I pass Fifth Third Park on the way home, and hatched a sinister plan. I parked in the free commuter lot across from the stadium, bought a $5 lawn seat ticket and got on line a half hour before the gates opened at 6 p.m.

I planned to get the bobble head, turn and leave without the temptation of going into the yard.

All the while I stood on line, I felt sleazy and guilty, knowing this was a wrong thing – probably the same way a Yankee fan must feel every day.

I was about the tenth person on line, which was a good thing because there were only 1,000 bobbles to be distributed and there are three gates in the stadium.

The appointed hour arrived; I walked in and happily accepted my Zumaya – and free program. The Whitecaps rock!

Then the guilt struck. I couldn’t turn and leave. I felt like one of those freaks that used to buy 10 tickets to the Beanie Baby days, not stay for the game and rush home to put the darned things on eBay. I hate those people, and was never shy about expressing that opinion.

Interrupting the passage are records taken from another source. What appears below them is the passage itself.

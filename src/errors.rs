use fractic_server_error::{define_client_error, define_internal_error};

// Identity-related.
define_client_error!(
    InvalidIdentity,
    "Invalid phone number '{input}'. Include the area code (at least 10 digits).",
    { input: &str }
);
define_client_error!(
    IdentityNotConfigured,
    "No WhatsApp number configured. Add a phone number to the profile first."
);

// Store-related.
define_client_error!(
    StoreQueryFailed,
    "Could not read transactions from any store. Try again."
);
define_client_error!(
    StoreWriteFailed,
    "Could not write to the '{store}' store.",
    { store: &str }
);
define_client_error!(
    InvalidTransactionForm,
    "Invalid transaction: {details}.",
    { details: &str }
);

// Auth-related.
define_client_error!(AuthFailed, "Authentication failed.");
define_client_error!(NotSignedIn, "No active session. Sign in first.");

// Backend transport.
define_internal_error!(
    BackendRequestFailed,
    "Request to '{endpoint}' failed.",
    { endpoint: &str }
);
define_internal_error!(
    InvalidBackendResponse,
    "Unexpected response from '{endpoint}'.",
    { endpoint: &str }
);

// Configuration.
define_client_error!(
    MissingConfig,
    "Missing configuration value: {key}.",
    { key: &str }
);
define_client_error!(InvalidConfig, "Invalid backend configuration.");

I made a quick loop of the stadium, used the restroom then slinked out the back gate, hoping no one would comment. It’s a good thing I arrived early, because the Zumayas were gone and it was only 6:10 pm.

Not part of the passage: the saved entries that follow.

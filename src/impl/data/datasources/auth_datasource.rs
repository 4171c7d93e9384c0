use std::sync::Arc;

use async_trait::async_trait;
use fractic_server_error::ServerError;
use reqwest::Method;

use crate::{
    data::models::user_model::{
        PasswordGrantModel, SessionModel, SignUpModel, SignUpResponseModel, UpdateUserModel,
        UserModel,
    },
    errors::InvalidBackendResponse,
};

use super::backend_client::BackendClient;

/// GoTrue-style auth endpoints.
#[async_trait]
pub trait AuthDatasource: Send + Sync {
    async fn sign_in_with_password(
        &self,
        email: &str,
        password: &str,
    ) -> Result<SessionModel, ServerError>;

    async fn sign_up(&self, body: &SignUpModel<'_>) -> Result<SignUpResponseModel, ServerError>;

    async fn get_user(&self, access_token: &str) -> Result<UserModel, ServerError>;

    async fn update_user(
        &self,
        access_token: &str,
        body: &UpdateUserModel,
    ) -> Result<UserModel, ServerError>;

    async fn sign_out(&self, access_token: &str) -> Result<(), ServerError>;
}

pub struct AuthDatasourceImpl {
    client: Arc<BackendClient>,
}

impl AuthDatasourceImpl {
    pub fn new(client: Arc<BackendClient>) -> Self {
        Self { client }
    }
}

#[async_trait]
impl AuthDatasource for AuthDatasourceImpl {
    async fn sign_in_with_password(
        &self,
        email: &str,
        password: &str,
    ) -> Result<SessionModel, ServerError> {
        let mut url = self.client.endpoint("auth/v1/token")?;
        url.query_pairs_mut().append_pair("grant_type", "password");
        let request = self
            .client
            .request(Method::POST, url, None)
            .await?
            .json(&PasswordGrantModel { email, password });
        self.client
            .execute("auth/token", request)
            .await?
            .json::<SessionModel>()
            .await
            .map_err(|e| InvalidBackendResponse::with_debug("auth/token", &e))
    }

    async fn sign_up(&self, body: &SignUpModel<'_>) -> Result<SignUpResponseModel, ServerError> {
        let url = self.client.endpoint("auth/v1/signup")?;
        let request = self
            .client
            .request(Method::POST, url, None)
            .await?
            .json(body);
        self.client
            .execute("auth/signup", request)
            .await?
            .json::<SignUpResponseModel>()
            .await
            .map_err(|e| InvalidBackendResponse::with_debug("auth/signup", &e))
    }

    async fn get_user(&self, access_token: &str) -> Result<UserModel, ServerError> {
        let url = self.client.endpoint("auth/v1/user")?;
        let request = self
            .client
            .request(Method::GET, url, Some(access_token))
            .await?;
        self.client
            .execute("auth/user", request)
            .await?
            .json::<UserModel>()
            .await
            .map_err(|e| InvalidBackendResponse::with_debug("auth/user", &e))
    }

    async fn update_user(
        &self,
        access_token: &str,
        body: &UpdateUserModel,
    ) -> Result<UserModel, ServerError> {
        let url = self.client.endpoint("auth/v1/user")?;
        let request = self
            .client
            .request(Method::PUT, url, Some(access_token))
            .await?
            .json(body);
        self.client
            .execute("auth/user", request)
            .await?
            .json::<UserModel>()
            .await
            .map_err(|e| InvalidBackendResponse::with_debug("auth/user", &e))
    }

    async fn sign_out(&self, access_token: &str) -> Result<(), ServerError> {
        let url = self.client.endpoint("auth/v1/logout")?;
        let request = self
            .client
            .request(Method::POST, url, Some(access_token))
            .await?;
        self.client.execute("auth/logout", request).await?;
        Ok(())
    }
}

Deep down I knew this was wrong, and that there would likely be consequences.

And sure enough, I arrived home to find that my 9-year-old had spilled chocolate milk on the living room carpet -- a whole glass of chocolate milk, on the tan carpet.

How big was this spill? The NesQuick Bunny and all his relations could have used it a watering hole.

The skipper of the Exxon Valdez would have said, “My spill was bad, but this thing is incredible.”

ARod would have come in and said “And I thought I was having a bad week.”

A Michigan Convention and Visitors Bureau representative would have said, “Oh look, another Great Lake! And it’s less brown than Lake Erie.”

“I hope you like that bobble head,” I said to myself. “Because the baseball gods have spoken and you shall suffer.”

So rather than quickly completing the remaining jobs and settling in to watch the Mets in comfort, I broke out our little Green Machine cleaner and went to work. Alas, that tool is small spills. This disaster called for something professional: The Rug Doctor, which I rent from Lowe’s.

So I did get to watch the Mets as I dragged the Rug Doctor back and forth over the spot, sloshing buckets of hot water and detergent across the house.

The machine does a good job, but it’s louder than a Kiss concert. This is good because it drowns out the horrid Cubs announcers. And it also drowned out the foul things I was yelling when Carlos Zambrano took Tom Glavine deep. Apparently the wrath extends the Mets as well.

So now the carpet is clean, the Rug Doctor is rinsed out and ready to back to Lowe’s, groceries purchased from the never-closing Meijer store and the Joel Zumaya bobble head is on a shelf in the baseball room, forever serving as a reminder that you don’t break the baseball fan rules.

In other words...

Back in May I grew weary of the whining over the Kazmir trade and spelled out my belief that horrible trade is the reason we're in first place today. Well, Mike Vaccaro of the New York Post just last week came up with a very similar conclusion. Luckily, Bob Sikes of Getting Paid to Watch called him on it in this post.

Thank you, Bob, for the kind words and for having my back!

If you've never read Bob's blog, he was an assistant trainer for the Mets and witnessed some amazin' things and offers incredible views of behind the scenes activities and shows us the human side of the game.

1 comment:

Anonymous said...

You shouldn't ever feel like a Yankees fan but you should know there were reports of YFs who, when they heard David Wells was nearing a perfect game, ran to the box office so they could own a collectable, unused ticket from the event. There were also swell people selling tickets on eBay for a Yankee-White Sox game that was postponed on the second Tuesday in September of 2001 not long after the postponement. I shudder to even mention the date.

What you did was literally minor league by comparison.